**Requirement:** When you print the records, keep every line identical to the original.

• • • • •

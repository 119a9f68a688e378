//! Wire types at the boundary between STT backends and the fusion core.
//!
//! Whatever fetches transcripts (an orchestration script, a replay tool, a
//! test fixture) converts each backend's native response into a
//! [`SourceTranscript`] before handing it to the consensus pipeline. This
//! keeps the core free of provider dependencies: Deepgram, Whisper, Naver
//! and friends all flatten to the same shape here.

/// One timed phrase (or word) as reported by a backend.
///
/// Times are in float seconds, as providers report them. `confidence` is
/// `None` when the backend reports no confidence signal at all — downstream
/// voting treats "unknown confidence" differently from "low confidence", so
/// absence must never be collapsed into a default number at this layer.
#[derive(Debug, Clone, PartialEq, serde::Serialize, serde::Deserialize)]
pub struct Entry {
    pub text: String,
    pub start: f64,
    pub end: f64,
    #[serde(default, skip_serializing_if = "Option::is_none")]
    pub confidence: Option<f64>,
}

/// One backend's complete output for a clip.
#[derive(Debug, Clone, PartialEq, serde::Serialize, serde::Deserialize)]
pub struct SourceTranscript {
    pub source: String,
    pub entries: Vec<Entry>,
}

impl Entry {
    pub fn new(text: impl Into<String>, start: f64, end: f64) -> Self {
        Self {
            text: text.into(),
            start,
            end,
            confidence: None,
        }
    }

    pub fn with_confidence(mut self, confidence: f64) -> Self {
        self.confidence = Some(confidence);
        self
    }
}

#[cfg(test)]
mod tests {
    use super::*;

    #[test]
    fn missing_confidence_deserializes_as_none() {
        let json = r#"{"source":"whisper","entries":[{"text":"hello","start":0.1,"end":0.5}]}"#;
        let t: SourceTranscript = serde_json::from_str(json).unwrap();
        assert_eq!(t.source, "whisper");
        assert_eq!(t.entries[0].confidence, None);
    }

    #[test]
    fn present_confidence_survives() {
        let json = r#"{"text":"hello","start":0.1,"end":0.5,"confidence":0.9}"#;
        let e: Entry = serde_json::from_str(json).unwrap();
        assert_eq!(e.confidence, Some(0.9));
    }
}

• • • • •

**Response area:**
repository 119a9f68a688e378
//! Wire types at the boundary between STT backends and the fusion core.
//!
//! Whatever fetches transcripts (an orchestration script, a replay tool, a
//! test fixture) converts each backend's native response into a
//! [`SourceTranscript`] before handing it to the consensus pipeline. This
//! keeps the core free of provider dependencies: Deepgram, Whisper, Naver
//! and friends all flatten to the same shape here.

/// One timed phrase (or word) as reported by a backend.
///
/// Times are in float seconds, as providers report them. `confidence` is
/// `None` when the backend reports no confidence signal at all — downstream
/// voting treats "unknown confidence" differently from "low confidence", so
/// absence must never be collapsed into a default number at this layer.
#[derive(Debug, Clone, PartialEq, serde::Serialize, serde::Deserialize)]
pub struct Entry {
    pub text: String,
    pub start: f64,
    pub end: f64,
    #[serde(default, skip_serializing_if = "Option::is_none")]
    pub confidence: Option<f64>,
}

/// One backend's complete output for a clip.
#[derive(Debug, Clone, PartialEq, serde::Serialize, serde::Deserialize)]
pub struct SourceTranscript {
    pub source: String,
    pub entries: Vec<Entry>,
}

impl Entry {
    pub fn new(text: impl Into<String>, start: f64, end: f64) -> Self {
        Self {
            text: text.into(),
            start,
            end,
            confidence: None,
        }
    }

    pub fn with_confidence(mut self, confidence: f64) -> Self {
        self.confidence = Some(confidence);
        self
    }
}

#[cfg(test)]
mod tests {
    use super::*;

    #[test]
    fn missing_confidence_deserializes_as_none() {
        let json = r#"{"source":"whisper","entries":[{"text":"hello","start":0.1,"end":0.5}]}"#;
        let t: SourceTranscript = serde_json::from_str(json).unwrap();
        assert_eq!(t.source, "whisper");
        assert_eq!(t.entries[0].confidence, None);
    }

    #[test]
    fn present_confidence_survives() {
        let json = r#"{"text":"hello","start":0.1,"end":0.5,"confidence":0.9}"#;
        let e: Entry = serde_json::from_str(json).unwrap();
        assert_eq!(e.confidence, Some(0.9));
    }
}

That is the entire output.